STEP 1: Listing all Potential Rehearsal Distruptions – (and Actions)

The first step in this process is figuring out all of the frequent and/or common events that can occur within a given rehearsal.

Here are some examples of “events” that occur during rehearsals

1. How Students enter the room

2. Where and how students place their non class-related material

3. How students arrive at their assigned seats

4. How the class begins

5. How students enter when they are late

6. Where late passes are placed

7. How students sit when singing

8. How students stand when singing

9. How students sit when not-singing

10. How students receive their music (if they keep it in the classroom)

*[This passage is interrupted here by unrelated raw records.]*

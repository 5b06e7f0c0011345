//! Dialog-level behavior over the transaction layer: establishment from
//! both perspectives, in-dialog requests, challenge retry, and
//! termination.

use std::sync::Arc;
use std::time::Duration;

use tokio::sync::mpsc;

use sipline_auth_core::Credentials;
use sipline_dialog_core::transport::MockTransport;
use sipline_dialog_core::{
    DialogCapabilities, DialogError, DialogEvent, InviteDialog, TimerSettings, TransactionEvent,
    TransactionManager,
};
use sipline_sip_core::prelude::*;

fn invite() -> Request {
    Request::new(
        Method::Invite,
        Uri::sip("bob", "example.com"),
        Via::new("UDP", "client.example.com", Some(5060), Via::generate_branch()),
        Address::new(Uri::sip("alice", "example.com")).with_tag("alice-tag"),
        Address::new(Uri::sip("bob", "example.com")),
        Request::generate_call_id(),
        CSeq::new(1, Method::Invite),
    )
    .with_contact(Address::new(Uri::sip("alice", "client.example.com")))
}

struct Fixture {
    manager: Arc<TransactionManager>,
    matcher: Arc<sipline_dialog_core::DialogMatcher>,
    sent: mpsc::UnboundedReceiver<Message>,
    events_rx: mpsc::Receiver<DialogEvent>,
    events_tx: mpsc::Sender<DialogEvent>,
}

fn fixture() -> Fixture {
    let _ = tracing_subscriber::fmt().with_test_writer().try_init();
    let (transport, sent) = MockTransport::new(true);
    let (manager, _dispatch) = TransactionManager::new(Arc::new(transport), TimerSettings::fast());
    let (events_tx, events_rx) = mpsc::channel(16);
    Fixture {
        manager,
        matcher: Arc::new(sipline_dialog_core::DialogMatcher::new()),
        sent,
        events_rx,
        events_tx,
    }
}

async fn next_sent_request(sent: &mut mpsc::UnboundedReceiver<Message>) -> Request {
    match tokio::time::timeout(Duration::from_secs(2), sent.recv()).await {
        Ok(Some(Message::Request(request))) => request,
        other => panic!("expected a request on the wire, got {other:?}"),
    }
}

#[tokio::test]
async fn uac_dialog_binds_and_bye_terminates() {
    let mut fx = fixture();
    let request = invite();
    let response = Response::to_request(&request, StatusCode::OK)
        .with_to_tag("bob-tag")
        .with_contact(Address::new(Uri::sip("bob", "server.example.com")));

    let (mut dialog, _inbound) = InviteDialog::new_uac(
        &request,
        &response,
        DialogCapabilities::default(),
        None,
        Arc::clone(&fx.manager),
        Arc::clone(&fx.matcher),
        fx.events_tx.clone(),
        "client.example.com",
    );

    let id = dialog.id().unwrap();
    assert!(fx.matcher.lookup(&id).is_some());

    let bye_task = tokio::spawn(async move {
        let outcome = dialog.bye().await;
        (dialog, outcome)
    });

    let bye = next_sent_request(&mut fx.sent).await;
    assert_eq!(bye.method, Method::Bye);
    assert_eq!(bye.cseq.seq, 2);
    // In-dialog requests go to the peer's contact.
    assert_eq!(bye.uri.host, "server.example.com");
    fx.manager
        .handle_message(Message::Response(Response::to_request(&bye, StatusCode::OK)))
        .await;

    let (dialog, outcome) = bye_task.await.unwrap();
    assert!(matches!(outcome.unwrap(), TransactionEvent::Success { .. }));
    assert!(dialog.dialog().is_terminated());
    assert!(fx.matcher.lookup(&id).is_none());
    assert!(matches!(
        fx.events_rx.recv().await.unwrap(),
        DialogEvent::Terminated { .. }
    ));
}

#[tokio::test]
async fn in_dialog_challenge_is_answered_once() {
    let mut fx = fixture();
    let request = invite();
    let response = Response::to_request(&request, StatusCode::OK).with_to_tag("bob-tag");

    let (mut dialog, _inbound) = InviteDialog::new_uac(
        &request,
        &response,
        DialogCapabilities { handle_challenges: true, extra_methods: vec![Method::Refer] },
        Some((Credentials::new("alice", "example.com", "secret"), 3)),
        Arc::clone(&fx.manager),
        Arc::clone(&fx.matcher),
        fx.events_tx.clone(),
        "client.example.com",
    );

    let manager = Arc::clone(&fx.manager);
    let refer_task =
        tokio::spawn(async move { (dialog.refer("sip:carol@example.com").await, dialog) });

    let first = next_sent_request(&mut fx.sent).await;
    assert_eq!(first.method, Method::Refer);
    assert!(first.authorization.is_none());
    let challenge = Response::to_request(&first, StatusCode::UNAUTHORIZED)
        .with_challenge(DigestChallenge::new("example.com", "nonce-1").with_qop("auth"));
    manager.handle_message(Message::Response(challenge)).await;

    // The retry is a new transaction: bumped CSeq, fresh branch,
    // computed credentials.
    let second = next_sent_request(&mut fx.sent).await;
    assert_eq!(second.method, Method::Refer);
    assert_eq!(second.cseq.seq, first.cseq.seq + 1);
    assert_ne!(second.via.branch, first.via.branch);
    let auth = second.authorization.clone().unwrap();
    assert_eq!(auth.realm, "example.com");
    assert_eq!(auth.qop.as_deref(), Some("auth"));
    manager
        .handle_message(Message::Response(Response::to_request(&second, StatusCode::ACCEPTED)))
        .await;

    let (outcome, _dialog) = refer_task.await.unwrap();
    assert!(matches!(outcome.unwrap(), TransactionEvent::Success { .. }));
}

#[tokio::test]
async fn realm_mismatch_fails_in_dialog_request() {
    let mut fx = fixture();
    let request = invite();
    let response = Response::to_request(&request, StatusCode::OK).with_to_tag("bob-tag");

    let (mut dialog, _inbound) = InviteDialog::new_uac(
        &request,
        &response,
        DialogCapabilities { handle_challenges: true, extra_methods: vec![Method::Notify] },
        Some((Credentials::new("alice", "example.com", "secret"), 3)),
        Arc::clone(&fx.manager),
        Arc::clone(&fx.matcher),
        fx.events_tx.clone(),
        "client.example.com",
    );

    let manager = Arc::clone(&fx.manager);
    let notify_task = tokio::spawn(async move { dialog.notify(b"status".to_vec()).await });

    let wire = next_sent_request(&mut fx.sent).await;
    let challenge = Response::to_request(&wire, StatusCode::UNAUTHORIZED)
        .with_challenge(DigestChallenge::new("elsewhere.org", "nonce-1"));
    manager.handle_message(Message::Response(challenge)).await;

    let err = notify_task.await.unwrap().unwrap_err();
    assert!(matches!(err, DialogError::AuthRetryRefused(_)));
}

#[tokio::test]
async fn disabled_method_is_refused_locally() {
    let fx = fixture();
    let request = invite();
    let response = Response::to_request(&request, StatusCode::OK).with_to_tag("bob-tag");

    let (mut dialog, _inbound) = InviteDialog::new_uac(
        &request,
        &response,
        DialogCapabilities::default(),
        None,
        Arc::clone(&fx.manager),
        Arc::clone(&fx.matcher),
        fx.events_tx.clone(),
        "client.example.com",
    );

    let err = dialog.refer("sip:carol@example.com").await.unwrap_err();
    assert!(matches!(err, DialogError::ProtocolError(_)));
    // Nothing reached the wire.
    assert_eq!(fx.manager.transaction_count(), 0);
}

#[tokio::test]
async fn inbound_bye_is_answered_and_terminates() {
    let mut fx = fixture();
    let request = invite();

    let (mut dialog, _inbound) = InviteDialog::new_uas(
        &request,
        DialogCapabilities::default(),
        None,
        Arc::clone(&fx.manager),
        Arc::clone(&fx.matcher),
        fx.events_tx.clone(),
        "server.example.com",
    );
    dialog.confirm().await;
    let local_tag = dialog.dialog().local_tag.clone().unwrap();

    // Peer sends BYE inside the dialog.
    let mut bye = Request::new(
        Method::Bye,
        Uri::sip("bob", "server.example.com"),
        Via::new("UDP", "client.example.com", Some(5060), Via::generate_branch()),
        request.from.clone(),
        request.to.clone().with_tag(local_tag),
        request.call_id.clone(),
        CSeq::new(2, Method::Bye),
    );
    bye.contact = request.contact.clone();
    fx.manager.handle_message(Message::Request(bye.clone())).await;
    dialog.handle_message(Message::Request(bye)).await.unwrap();

    let Some(Message::Response(answer)) = fx.sent.recv().await else {
        panic!("expected the BYE answer");
    };
    assert_eq!(answer.status, StatusCode::OK);
    assert!(dialog.dialog().is_terminated());

    // Further updates bounce off the terminated dialog.
    assert!(matches!(
        dialog.bye().await.unwrap_err(),
        DialogError::DialogTerminated
    ));
}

11. How students hold their music

12. How students put away their music

13. How students leave the room to go to the bathroom/nurse/guidance

14. What students do when they need a pencil

15. What students do when they need to sharpen their pencil

16. How students handout/collect papers

17. How students leave the room to end the rehearsal

STEP 2: Planning a Routine for every ACTION

Once we pinpoint each action/potential distraction that occurs on a daily or frequent basis, we need to create a specific routine for each action. These routines need to be clearly thought out; usually it is best to write them out regardless of how simple they appear to be; many of these routines should appear in the student handbook.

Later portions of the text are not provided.